Which is entirely correct as the RCMP have jurisdiction on the streets in the Qs in Gagetown.


----------



## Fishbone Jones (6 Nov 2007)

Well, this one has gone right off the rails 8)

Bottom line. Rooms in 'the shacks' can and will be inspected. Sometimes with warning, sometimes not. Keep them in accordance with the standards that are available from the Barracks Warden, and you won't have any problems.


----------



## Franko (6 Nov 2007)

392 said:
			
		

> You don't happen to live on Moreuil Wood do you?   A couple single guys moved in a couple doors down from me, and apparently racing down the _wrong_ side of the street, fart can blasting, is "cool".
> 
> Not to mention the 4 a.m. Sunday wake up calls to boom, boom, boom and drunken idiots running up and down the street.....I wasn't aware Sassy's relocated to my street. : On the up side, the MP's did pay them a visit on Sunday, so I'm curious to see how this Saturday night works out.....



I feel your pain and no....I'm not on Moreuil.

I truly wish that the MPs did a few late night check points in the Q's....both North and South Side every odd weekend. 

See how many troops end up in the OPP hotel and have their car seized and auctioned off.

I'm not saying it's all of them....just the guys who think having a CF-18 wing on their trunk of their 10 year old Civic is cool.          

What's next? Speed holes made by a pick axe?

Regards


----------



## 392 (8 Nov 2007)

recceguy said:
			
		

> Bottom line. Rooms in 'the shacks' can and will be inspected. Sometimes with warning, sometimes not. Keep them in accordance with the standards that are available from the Barracks Warden, and you won't have any problems.

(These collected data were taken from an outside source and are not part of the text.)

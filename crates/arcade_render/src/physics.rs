//! Gravity-integrated movement with outer-bound clamping.
//!
//! Only the window's top and bottom edges are enforced. Interior geometry
//! (platforms, bricks, pipes) is the caller's business: resolve it per axis
//! against the position this leaves behind.

use crate::sprite::Body;

/// Explicit Euler step: velocity first, then position. `y` is clamped into
/// `[0, window_height - height]`; touching either bound zeroes `vy`.
pub fn integrate(body: &mut Body, gravity: f32, window_height: f32) {
    body.velocity.y += gravity;
    body.position.y += body.velocity.y;
    body.position.x += body.velocity.x;

    if body.position.y < 0.0 {
        body.position.y = 0.0;
        body.velocity.y = 0.0;
    }
    let floor = window_height - body.size.y;
    if body.position.y > floor {
        body.position.y = floor;
        body.velocity.y = 0.0;
    }
}
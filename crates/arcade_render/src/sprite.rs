//! Flat-color and image sprites, and the closed sum types the renderer and
//! the collision engine dispatch on.

use std::path::Path;
use std::rc::Rc;

use arcade_core::ArcadeError;
use glam::Vec2;

use crate::loader;
use crate::physics;
use crate::pixels::PixelBuffer;

/// Pose and motion shared by every sprite kind. Position is the top-left
/// corner in pixels, y down.
#[derive(Debug, Clone, Copy, PartialEq)]
pub struct Body {
    pub position: Vec2,
    pub size: Vec2,
    pub velocity: Vec2,
    pub active: bool,
}

impl Body {
    pub fn new(position: Vec2, size: Vec2) -> Self {
        Self {
            position,
            size,
            velocity: Vec2::ZERO,
            active: true,
        }
    }

    pub fn with_velocity(mut self, velocity: Vec2) -> Self {
        self.velocity = velocity;
        self
    }

    pub fn right(&self) -> f32 {
        self.position.x + self.size.x
    }

    pub fn bottom(&self) -> f32 {
        self.position.y + self.size.y
    }

    /// Integrate one step unless inactive.
    pub fn advance(&mut self, gravity: f32, window_height: f32) {
        if self.active {
            physics::integrate(self, gravity, window_height);
        }
    }
}

/// Solid rectangle. Owns nothing on the heap.
#[derive(Debug, Clone, Copy, PartialEq)]
pub struct FlatSprite {
    pub body: Body,
    /// 0xRRGGBB
    pub color: u32,
}

impl FlatSprite {
    pub fn new(position: Vec2, size: Vec2, color: u32) -> Self {
        Self {
            body: Body::new(position, size),
            color,
        }
    }

    pub fn advance(&mut self, gravity: f32, window_height: f32) {
        self.body.advance(gravity, window_height);
    }
}

/// Sprite backed by a decoded, resized ARGB pixel buffer.
///
/// A failed load yields the empty sentinel: no pixels and `active == false`.
/// Clones share the pixel buffer; it is freed when the last holder lets go.
#[derive(Debug, Clone, PartialEq)]
pub struct ImageSprite {
    pub body: Body,
    pixels: Option<Rc<PixelBuffer>>,
}

impl ImageSprite {
    /// Decode `path` and resample it to `size` (rounded down to whole pixels).
    pub fn load(position: Vec2, size: Vec2, path: &Path) -> Result<Self, ArcadeError> {
        let (w, h) = (size.x.max(0.0) as u32, size.y.max(0.0) as u32);
        let pixels = loader::load_pixels(path, w, h)?;
        Ok(Self::from_pixels(position, pixels))
    }

    /// Wrap already-decoded pixels; the sprite takes the buffer's size.
    pub fn from_pixels(position: Vec2, pixels: PixelBuffer) -> Self {
        let size = Vec2::new(pixels.width() as f32, pixels.height() as f32);
        Self {
            body: Body::new(position, size),
            pixels: Some(Rc::new(pixels)),
        }
    }

    pub fn empty() -> Self {
        Self {
            body: Body {
                position: Vec2::ZERO,
                size: Vec2::ZERO,
                velocity: Vec2::ZERO,
                active: false,
            },
            pixels: None,
        }
    }

    pub fn is_loaded(&self) -> bool {
        self.pixels.is_some()
    }

    pub fn pixels(&self) -> Option<&PixelBuffer> {
        self.pixels.as_deref()
    }

    /// Dimensions of the pixel buffer, (0, 0) once released.
    pub fn image_size(&self) -> (u32, u32) {
        self.pixels
            .as_ref()
            .map_or((0, 0), |p| (p.width(), p.height()))
    }

    /// Drop the pixel buffer and deactivate. Safe to call repeatedly.
    pub fn release(&mut self) {
        self.pixels = None;
        self.body.active = false;
    }

    pub fn advance(&mut self, gravity: f32, window_height: f32) {
        self.body.advance(gravity, window_height);
    }
}

impl Default for ImageSprite {
    fn default() -> Self {
        Self::empty()
    }
}

/// Owned sprite of either kind, as stored in a `SpriteGroup`.
#[derive(Debug, Clone, PartialEq)]
pub enum Sprite {
    Flat(FlatSprite),
    Image(ImageSprite),
}

impl Sprite {
    pub fn body(&self) -> &Body {
        match self {
            Self::Flat(s) => &s.body,
            Self::Image(s) => &s.body,
        }
    }

    pub fn view(&self) -> SpriteRef<'_> {
        match self {
            Self::Flat(s) => SpriteRef::Flat(s),
            Self::Image(s) => SpriteRef::Image(s),
        }
    }
}

impl From<FlatSprite> for Sprite {
    fn from(sprite: FlatSprite) -> Self {
        Self::Flat(sprite)
    }
}

impl From<ImageSprite> for Sprite {
    fn from(sprite: ImageSprite) -> Self {
        Self::Image(sprite)
    }
}

/// Borrowed sprite of either kind.
#[derive(Debug, Clone, Copy)]
pub enum SpriteRef<'a> {
    Flat(&'a FlatSprite),
    Image(&'a ImageSprite),
}

impl<'a> SpriteRef<'a> {
    pub fn body(&self) -> &'a Body {
        match *self {
            Self::Flat(s) => &s.body,
            Self::Image(s) => &s.body,
        }
    }

    pub fn snapshot(self) -> Sprite {
        match self {
            Self::Flat(s) => Sprite::Flat(*s),
            Self::Image(s) => Sprite::Image(s.clone()),
        }
    }
}

impl<'a> From<&'a FlatSprite> for SpriteRef<'a> {
    fn from(sprite: &'a FlatSprite) -> Self {
        Self::Flat(sprite)
    }
}

impl<'a> From<&'a ImageSprite> for SpriteRef<'a> {
    fn from(sprite: &'a ImageSprite) -> Self {
        Self::Image(sprite)
    }
}

impl<'a> From<&'a Sprite> for SpriteRef<'a> {
    fn from(sprite: &'a Sprite) -> Self {
        sprite.view()
    }
}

I know when I first got to Pet in 1996, we had weekly Wednesday morning inspections - the by your bed type   At the time, P109 was full, and a few of the barrack block lawyers decided to challenge the RSM on the inspections. Their argument was that because we paid rent, they shouldn't be inspecting us. Kind of along the same lines as someone renting an apartment. In any case, the RSM pulled out the CFAO for SQ's (which has been since cancelled, and converted to a DAOD), and highlighted the part where it read in very clear letters that rooms in the shacks are subject to inspection at any time to ensure the occupant is not living like a slob nor conducting any illegal activities.

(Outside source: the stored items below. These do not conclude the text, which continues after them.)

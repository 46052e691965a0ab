//! winit + softbuffer window backend.
//!
//! The event loop runs in pump mode: `poll_events` drains whatever the OS
//! has queued and returns immediately, so the caller keeps ownership of the
//! main loop. The window itself can only be created from inside the loop
//! (`resumed`), so `open` pumps until it appears or creation fails.

use std::collections::HashMap;
use std::num::NonZeroU32;
use std::rc::Rc;
use std::time::Duration;

use arcade_core::{ArcadeConfig, ArcadeError, Key};
use winit::application::ApplicationHandler;
use winit::dpi::PhysicalSize;
use winit::event::{ElementState, WindowEvent};
use winit::event_loop::{ActiveEventLoop, EventLoop};
use winit::keyboard::{Key as LogicalKey, KeyCode, PhysicalKey};
use winit::platform::pump_events::{EventLoopExtPumpEvents, PumpStatus};
use winit::window::{Window, WindowAttributes, WindowId};

use crate::keymap;
use crate::surface::{Surface, SurfaceEvent};

const OPEN_PUMP_LIMIT: usize = 64;

type SoftSurface = softbuffer::Surface<Rc<Window>, Rc<Window>>;
type SoftContext = softbuffer::Context<Rc<Window>>;

pub struct WindowSurface {
    // Dropped before the event loop that owns the display connection.
    handler: PumpHandler,
    event_loop: EventLoop<()>,
}

struct PumpHandler {
    attributes: WindowAttributes,
    frame_size: (u32, u32),
    buffer_size: (u32, u32),

    // Field order is drop order: surface, context, then window, the reverse
    // of acquisition.
    surface: Option<SoftSurface>,
    context: Option<SoftContext>,
    window: Option<Rc<Window>>,

    open_error: Option<ArcadeError>,
    pending: Vec<SurfaceEvent>,
    /// Symbol each physical key reported on press, so the release clears
    /// the same symbol even if modifiers changed in between.
    pressed_as: HashMap<KeyCode, Key>,
}

impl PumpHandler {
    fn new(attributes: WindowAttributes, frame_size: (u32, u32)) -> Self {
        Self {
            attributes,
            frame_size,
            buffer_size: frame_size,
            surface: None,
            context: None,
            window: None,
            open_error: None,
            pending: Vec::new(),
            pressed_as: HashMap::new(),
        }
    }

    fn acquire(&mut self, event_loop: &ActiveEventLoop) -> Result<(), ArcadeError> {
        let window = event_loop
            .create_window(self.attributes.clone())
            .map_err(|e| ArcadeError::Init(format!("cannot create window: {e}")))?;
        let window = Rc::new(window);

        let context = softbuffer::Context::new(window.clone())
            .map_err(|e| ArcadeError::Init(format!("cannot open display context: {e}")))?;
        let mut surface = softbuffer::Surface::new(&context, window.clone())
            .map_err(|e| ArcadeError::Init(format!("cannot create pixel surface: {e}")))?;

        let inner = window.inner_size();
        let buffer_size = if inner.width == 0 || inner.height == 0 {
            self.frame_size
        } else {
            (inner.width, inner.height)
        };
        let (w, h) = non_zero(buffer_size)?;
        surface
            .resize(w, h)
            .map_err(|e| ArcadeError::Init(format!("cannot size pixel surface: {e}")))?;

        self.buffer_size = buffer_size;
        self.surface = Some(surface);
        self.context = Some(context);
        self.window = Some(window);
        Ok(())
    }

    fn release_all_keys(&mut self) {
        let mut released: Vec<Key> = Vec::with_capacity(self.pressed_as.len());
        for (_, key) in self.pressed_as.drain() {
            if !released.contains(&key) {
                released.push(key);
            }
        }
        self.pending.extend(released.into_iter().map(SurfaceEvent::KeyUp));
    }

    /// Turn one keyboard event into key-table events. Several physical keys
    /// can share a symbol (both Shifts, a digit and its numpad twin); the
    /// symbol goes down with the first of them and up with the last.
    fn translate(
        &mut self,
        code: KeyCode,
        state: ElementState,
        repeat: bool,
        logical: &LogicalKey,
    ) {
        match state {
            ElementState::Pressed => {
                if repeat || self.pressed_as.contains_key(&code) {
                    return;
                }
                let Some(key) = keymap::resolve_press(code, logical) else {
                    return;
                };
                let already_down = self.is_held(key);
                self.pressed_as.insert(code, key);
                if !already_down {
                    self.pending.push(SurfaceEvent::KeyDown(key));
                }
            }
            ElementState::Released => {
                let key = self
                    .pressed_as
                    .remove(&code)
                    .or_else(|| keymap::map_physical(code));
                if let Some(key) = key {
                    if !self.is_held(key) {
                        self.pending.push(SurfaceEvent::KeyUp(key));
                    }
                }
            }
        }
    }

    fn is_held(&self, key: Key) -> bool {
        self.pressed_as.values().any(|&k| k == key)
    }
}

impl ApplicationHandler for PumpHandler {
    fn resumed(&mut self, event_loop: &ActiveEventLoop) {
        if self.window.is_some() || self.open_error.is_some() {
            return;
        }
        if let Err(err) = self.acquire(event_loop) {
            log::error!("{err}");
            self.open_error = Some(err);
        }
    }

    fn window_event(
        &mut self,
        _event_loop: &ActiveEventLoop,
        _window_id: WindowId,
        event: WindowEvent,
    ) {
        match event {
            WindowEvent::CloseRequested => {
                log::info!("Close requested");
                self.pending.push(SurfaceEvent::CloseRequested);
            }

            WindowEvent::Resized(size) => {
                if size.width == 0 || size.height == 0 {
                    return;
                }
                if let Some(surface) = self.surface.as_mut() {
                    if let (Some(w), Some(h)) =
                        (NonZeroU32::new(size.width), NonZeroU32::new(size.height))
                    {
                        match surface.resize(w, h) {
                            Ok(()) => self.buffer_size = (size.width, size.height),
                            Err(e) => log::warn!("Surface resize failed: {e}"),
                        }
                    }
                }
            }

            WindowEvent::Focused(false) => self.release_all_keys(),

            WindowEvent::KeyboardInput { event, .. } => {
                if let PhysicalKey::Code(code) = event.physical_key {
                    self.translate(code, event.state, event.repeat, &event.logical_key);
                }
            }

            _ => {}
        }
    }
}

impl Surface for WindowSurface {
    fn open(config: &ArcadeConfig) -> Result<Self, ArcadeError> {
        let event_loop = EventLoop::new()
            .map_err(|e| ArcadeError::Init(format!("cannot create event loop: {e}")))?;
        let attributes = Window::default_attributes()
            .with_title(config.title.as_str())
            .with_inner_size(PhysicalSize::new(config.width, config.height))
            .with_resizable(false);

        let mut surface = Self {
            handler: PumpHandler::new(attributes, (config.width, config.height)),
            event_loop,
        };

        for _ in 0..OPEN_PUMP_LIMIT {
            let status = surface
                .event_loop
                .pump_app_events(Some(Duration::ZERO), &mut surface.handler);
            if let Some(err) = surface.handler.open_error.take() {
                return Err(err);
            }
            if surface.handler.window.is_some() {
                log::info!(
                    "Window created: {}x{} '{}'",
                    config.width,
                    config.height,
                    config.title
                );
                return Ok(surface);
            }
            if let PumpStatus::Exit(code) = status {
                return Err(ArcadeError::Init(format!(
                    "event loop exited during startup (code {code})"
                )));
            }
        }
        Err(ArcadeError::Init(
            "window was not created by the event loop".to_string(),
        ))
    }

    fn size(&self) -> (u32, u32) {
        self.handler.frame_size
    }

    fn poll_events(&mut self, events: &mut Vec<SurfaceEvent>) {
        let status = self
            .event_loop
            .pump_app_events(Some(Duration::ZERO), &mut self.handler);
        events.append(&mut self.handler.pending);
        if let PumpStatus::Exit(_) = status {
            events.push(SurfaceEvent::CloseRequested);
        }
    }

    fn present(&mut self, frame: &[u32]) -> Result<(), ArcadeError> {
        let (fw, fh) = (
            self.handler.frame_size.0 as usize,
            self.handler.frame_size.1 as usize,
        );
        if frame.len() != fw * fh {
            return Err(ArcadeError::Present(format!(
                "frame has {} pixels, surface needs {}",
                frame.len(),
                fw * fh
            )));
        }
        let (bw, bh) = (
            self.handler.buffer_size.0 as usize,
            self.handler.buffer_size.1 as usize,
        );
        let window = self
            .handler
            .window
            .as_ref()
            .ok_or_else(|| ArcadeError::Present("window is closed".to_string()))?;
        let surface = self
            .handler
            .surface
            .as_mut()
            .ok_or_else(|| ArcadeError::Present("pixel surface is gone".to_string()))?;

        let mut buffer = surface
            .buffer_mut()
            .map_err(|e| ArcadeError::Present(e.to_string()))?;
        if (bw, bh) != (fw, fh) {
            buffer.fill(0);
        }

        // softbuffer wants 0RGB: the top byte must be zero.
        let cols = fw.min(bw);
        for y in 0..fh.min(bh) {
            let src = &frame[y * fw..y * fw + cols];
            let dst = &mut buffer[y * bw..y * bw + cols];
            for (d, s) in dst.iter_mut().zip(src) {
                *d = s & 0x00FF_FFFF;
            }
        }

        window.pre_present_notify();
        buffer
            .present()
            .map_err(|e| ArcadeError::Present(e.to_string()))
    }
}

fn non_zero((w, h): (u32, u32)) -> Result<(NonZeroU32, NonZeroU32), ArcadeError> {
    match (NonZeroU32::new(w), NonZeroU32::new(h)) {
        (Some(w), Some(h)) => Ok((w, h)),
        _ => Err(ArcadeError::Init(format!("invalid surface size {w}x{h}"))),
    }
}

Case in point, last summer (I haven't really been around since), a bunch of individuals in our unit's shacks decided they wanted to live like pigs, so the current RSM re-instituted weekly inspections to ensure basic hygiene practices were being followed. While to the average guy, it may seem like the idea is pretty hokey, sickness and disease travel pretty quickly in common quarters, and it just takes that one pigpen to make an entire unit sick......


----------



## geo (8 Nov 2007)

392 said:
			
		

> Case in point, last summer (I haven't really been around since), a bunch of individuals in our unit's shacks decided they wanted to live like pigs, so the current RSM re-instituted weekly inspections to ensure basic hygiene practices were being followed. While to the average guy, it may seem like the idea is pretty hokey, sickness and disease travel pretty quickly in common quarters, and it just takes that one pigpen to make an entire unit sick......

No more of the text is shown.